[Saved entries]
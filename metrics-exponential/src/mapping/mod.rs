//! Mapping of values to exponential bucket indices.
//!
//! Every mapping approximates the same ideal function: at a given `scale`, the boundaries between
//! buckets are the powers of `base = 2^(2^-scale)`, and bucket `index` covers the half-open range
//! `[base^index, base^(index + 1))`.  Two implementations exist because no single technique is
//! both exact and cheap across the whole scale range:
//!
//! - [`ExponentMapping`] covers scales `-10..=0`, where every boundary is a power of two and the
//!   index can be read directly out of the IEEE-754 exponent field.
//! - [`LogarithmMapping`] covers scales `1..=20`, where boundaries fall between powers of two and
//!   the index has to be computed with a natural logarithm.
//!
//! [`new_mapping`] picks the right one for a scale.
mod exponent;
pub use self::exponent::ExponentMapping;

mod logarithm;
pub use self::logarithm::LogarithmMapping;

use crate::error::MappingError;

/// Smallest supported scale.
///
/// At this scale, two buckets cover the entire range of positive `f64` values.
pub const MIN_SCALE: i32 = -10;

/// Largest supported scale.
pub const MAX_SCALE: i32 = 20;

/// Number of explicit significand bits in an `f64`.
pub(crate) const SIGNIFICAND_WIDTH: u32 = 52;

/// Mask of the significand bits of an `f64`.
pub(crate) const SIGNIFICAND_MASK: u64 = (1 << SIGNIFICAND_WIDTH) - 1;

/// Mask of the exponent bits of an `f64`.
pub(crate) const EXPONENT_MASK: u64 = ((1 << 11) - 1) << SIGNIFICAND_WIDTH;

/// Exponent bias of an `f64`.
pub(crate) const EXPONENT_BIAS: i32 = 1023;

/// Unbiased exponent of the smallest normal `f64`.
pub(crate) const MIN_NORMAL_EXPONENT: i32 = -EXPONENT_BIAS + 1;

/// Unbiased exponent of the largest finite `f64`.
pub(crate) const MAX_NORMAL_EXPONENT: i32 = EXPONENT_BIAS;

/// Unbiased exponent of the smallest subnormal `f64`.
pub(crate) const MIN_SUBNORMAL_EXPONENT: i32 = MIN_NORMAL_EXPONENT - SIGNIFICAND_WIDTH as i32;

/// Maps positive values to bucket indices at a fixed scale.
///
/// Implementations are immutable once constructed and can be shared freely between threads.
pub trait Mapping {
    /// Maps a positive, finite value to the index of the bucket containing it.
    ///
    /// The result is non-decreasing in `value`.  Callers must not pass zero, negative values,
    /// infinities or NaN.
    fn map_to_index(&self, value: f64) -> i32;

    /// Gets the smallest value contained in the bucket at `index`.
    ///
    /// Because the forward mapping rounds, `map_to_index(lower_boundary(index))` is either `index`
    /// or `index - 1`.
    ///
    /// # Errors
    ///
    /// If the boundary is smaller than the smallest representable boundary, or larger than
    /// `f64::MAX`, [`MappingError::Underflow`] or [`MappingError::Overflow`] is returned.
    fn lower_boundary(&self, index: i32) -> Result<f64, MappingError>;

    /// Gets the scale of this mapping.
    fn scale(&self) -> i32;
}

/// A mapping for any supported scale.
#[derive(Clone, Copy, Debug, PartialEq)]
pub enum ScaleMapping {
    /// Mapping for scales less than or equal to zero.
    Exponent(ExponentMapping),
    /// Mapping for scales greater than zero.
    Logarithm(LogarithmMapping),
}

/// Creates the mapping for `scale`.
///
/// # Errors
///
/// If `scale` is outside of [`MIN_SCALE`]`..=`[`MAX_SCALE`], an error is returned.
pub fn new_mapping(scale: i32) -> Result<ScaleMapping, MappingError> {
    if scale <= 0 {
        ExponentMapping::new(scale).map(ScaleMapping::Exponent)
    } else {
        LogarithmMapping::new(scale).map(ScaleMapping::Logarithm)
    }
}

impl Mapping for ScaleMapping {
    #[inline]
    fn map_to_index(&self, value: f64) -> i32 {
        match self {
            ScaleMapping::Exponent(m) => m.map_to_index(value),
            ScaleMapping::Logarithm(m) => m.map_to_index(value),
        }
    }

    fn lower_boundary(&self, index: i32) -> Result<f64, MappingError> {
        match self {
            ScaleMapping::Exponent(m) => m.lower_boundary(index),
            ScaleMapping::Logarithm(m) => m.lower_boundary(index),
        }
    }

    #[inline]
    fn scale(&self) -> i32 {
        match self {
            ScaleMapping::Exponent(m) => m.scale(),
            ScaleMapping::Logarithm(m) => m.scale(),
        }
    }
}

/// Gets the unbiased base-2 exponent of a positive value.
///
/// Subnormal values are rounded up to [`MIN_NORMAL_EXPONENT`].
#[inline]
pub(crate) fn normal_base2(value: f64) -> i32 {
    let raw_exponent = ((value.to_bits() & EXPONENT_MASK) >> SIGNIFICAND_WIDTH) as i32;
    if raw_exponent == 0 {
        return MIN_NORMAL_EXPONENT;
    }
    raw_exponent - EXPONENT_BIAS
}

/// Gets the significand bits of a value, without the implicit leading one.
#[inline]
pub(crate) fn significand(value: f64) -> u64 {
    value.to_bits() & SIGNIFICAND_MASK
}

/// Builds `2^exponent` directly from its bit pattern.
///
/// `exponent` must lie within [`MIN_SUBNORMAL_EXPONENT`]`..=`[`MAX_NORMAL_EXPONENT`].
pub(crate) fn power_of_two(exponent: i32) -> f64 {
    if exponent < MIN_NORMAL_EXPONENT {
        return f64::from_bits(1u64 << (exponent - MIN_SUBNORMAL_EXPONENT));
    }
    f64::from_bits(((exponent + EXPONENT_BIAS) as u64) << SIGNIFICAND_WIDTH)
}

#### Your assignment:
Extract the complete set of records unchanged.

#### Result for this task:
filename metrics-exponential/src/mapping/mod.rs
//! Mapping of values to exponential bucket indices.
//!
//! Every mapping approximates the same ideal function: at a given `scale`, the boundaries between
//! buckets are the powers of `base = 2^(2^-scale)`, and bucket `index` covers the half-open range
//! `[base^index, base^(index + 1))`.  Two implementations exist because no single technique is
//! both exact and cheap across the whole scale range:
//!
//! - [`ExponentMapping`] covers scales `-10..=0`, where every boundary is a power of two and the
//!   index can be read directly out of the IEEE-754 exponent field.
//! - [`LogarithmMapping`] covers scales `1..=20`, where boundaries fall between powers of two and
//!   the index has to be computed with a natural logarithm.
//!
//! [`new_mapping`] picks the right one for a scale.
mod exponent;
pub use self::exponent::ExponentMapping;

mod logarithm;
pub use self::logarithm::LogarithmMapping;

use crate::error::MappingError;

/// Smallest supported scale.
///
/// At this scale, two buckets cover the entire range of positive `f64` values.
pub const MIN_SCALE: i32 = -10;

/// Largest supported scale.
pub const MAX_SCALE: i32 = 20;

/// Number of explicit significand bits in an `f64`.
pub(crate) const SIGNIFICAND_WIDTH: u32 = 52;

/// Mask of the significand bits of an `f64`.
pub(crate) const SIGNIFICAND_MASK: u64 = (1 << SIGNIFICAND_WIDTH) - 1;

/// Mask of the exponent bits of an `f64`.
pub(crate) const EXPONENT_MASK: u64 = ((1 << 11) - 1) << SIGNIFICAND_WIDTH;

/// Exponent bias of an `f64`.
pub(crate) const EXPONENT_BIAS: i32 = 1023;

/// Unbiased exponent of the smallest normal `f64`.
pub(crate) const MIN_NORMAL_EXPONENT: i32 = -EXPONENT_BIAS + 1;

/// Unbiased exponent of the largest finite `f64`.
pub(crate) const MAX_NORMAL_EXPONENT: i32 = EXPONENT_BIAS;

/// Unbiased exponent of the smallest subnormal `f64`.
pub(crate) const MIN_SUBNORMAL_EXPONENT: i32 = MIN_NORMAL_EXPONENT - SIGNIFICAND_WIDTH as i32;

/// Maps positive values to bucket indices at a fixed scale.
///
/// Implementations are immutable once constructed and can be shared freely between threads.
pub trait Mapping {
    /// Maps a positive, finite value to the index of the bucket containing it.
    ///
    /// The result is non-decreasing in `value`.  Callers must not pass zero, negative values,
    /// infinities or NaN.
    fn map_to_index(&self, value: f64) -> i32;

    /// Gets the smallest value contained in the bucket at `index`.
    ///
    /// Because the forward mapping rounds, `map_to_index(lower_boundary(index))` is either `index`
    /// or `index - 1`.
    ///
    /// # Errors
    ///
    /// If the boundary is smaller than the smallest representable boundary, or larger than
    /// `f64::MAX`, [`MappingError::Underflow`] or [`MappingError::Overflow`] is returned.
    fn lower_boundary(&self, index: i32) -> Result<f64, MappingError>;

    /// Gets the scale of this mapping.
    fn scale(&self) -> i32;
}

/// A mapping for any supported scale.
#[derive(Clone, Copy, Debug, PartialEq)]
pub enum ScaleMapping {
    /// Mapping for scales less than or equal to zero.
    Exponent(ExponentMapping),
    /// Mapping for scales greater than zero.
    Logarithm(LogarithmMapping),
}

/// Creates the mapping for `scale`.
///
/// # Errors
///
/// If `scale` is outside of [`MIN_SCALE`]`..=`[`MAX_SCALE`], an error is returned.
pub fn new_mapping(scale: i32) -> Result<ScaleMapping, MappingError> {
    if scale <= 0 {
        ExponentMapping::new(scale).map(ScaleMapping::Exponent)
    } else {
        LogarithmMapping::new(scale).map(ScaleMapping::Logarithm)
    }
}

impl Mapping for ScaleMapping {
    #[inline]
    fn map_to_index(&self, value: f64) -> i32 {
        match self {
            ScaleMapping::Exponent(m) => m.map_to_index(value),
            ScaleMapping::Logarithm(m) => m.map_to_index(value),
        }
    }

    fn lower_boundary(&self, index: i32) -> Result<f64, MappingError> {
        match self {
            ScaleMapping::Exponent(m) => m.lower_boundary(index),
            ScaleMapping::Logarithm(m) => m.lower_boundary(index),
        }
    }

    #[inline]
    fn scale(&self) -> i32 {
        match self {
            ScaleMapping::Exponent(m) => m.scale(),
            ScaleMapping::Logarithm(m) => m.scale(),
        }
    }
}

/// Gets the unbiased base-2 exponent of a positive value.
///
/// Subnormal values are rounded up to [`MIN_NORMAL_EXPONENT`].
#[inline]
pub(crate) fn normal_base2(value: f64) -> i32 {
    let raw_exponent = ((value.to_bits() & EXPONENT_MASK) >> SIGNIFICAND_WIDTH) as i32;
    if raw_exponent == 0 {
        return MIN_NORMAL_EXPONENT;
    }
    raw_exponent - EXPONENT_BIAS
}

/// Gets the significand bits of a value, without the implicit leading one.
#[inline]
pub(crate) fn significand(value: f64) -> u64 {
    value.to_bits() & SIGNIFICAND_MASK
}

/// Builds `2^exponent` directly from its bit pattern.
///
/// `exponent` must lie within [`MIN_SUBNORMAL_EXPONENT`]`..=`[`MAX_NORMAL_EXPONENT`].
pub(crate) fn power_of_two(exponent: i32) -> f64 {
    if exponent < MIN_NORMAL_EXPONENT {
        return f64::from_bits(1u64 << (exponent - MIN_SUBNORMAL_EXPONENT));
    }
    f64::from_bits(((exponent + EXPONENT_BIAS) as u64) << SIGNIFICAND_WIDTH)
}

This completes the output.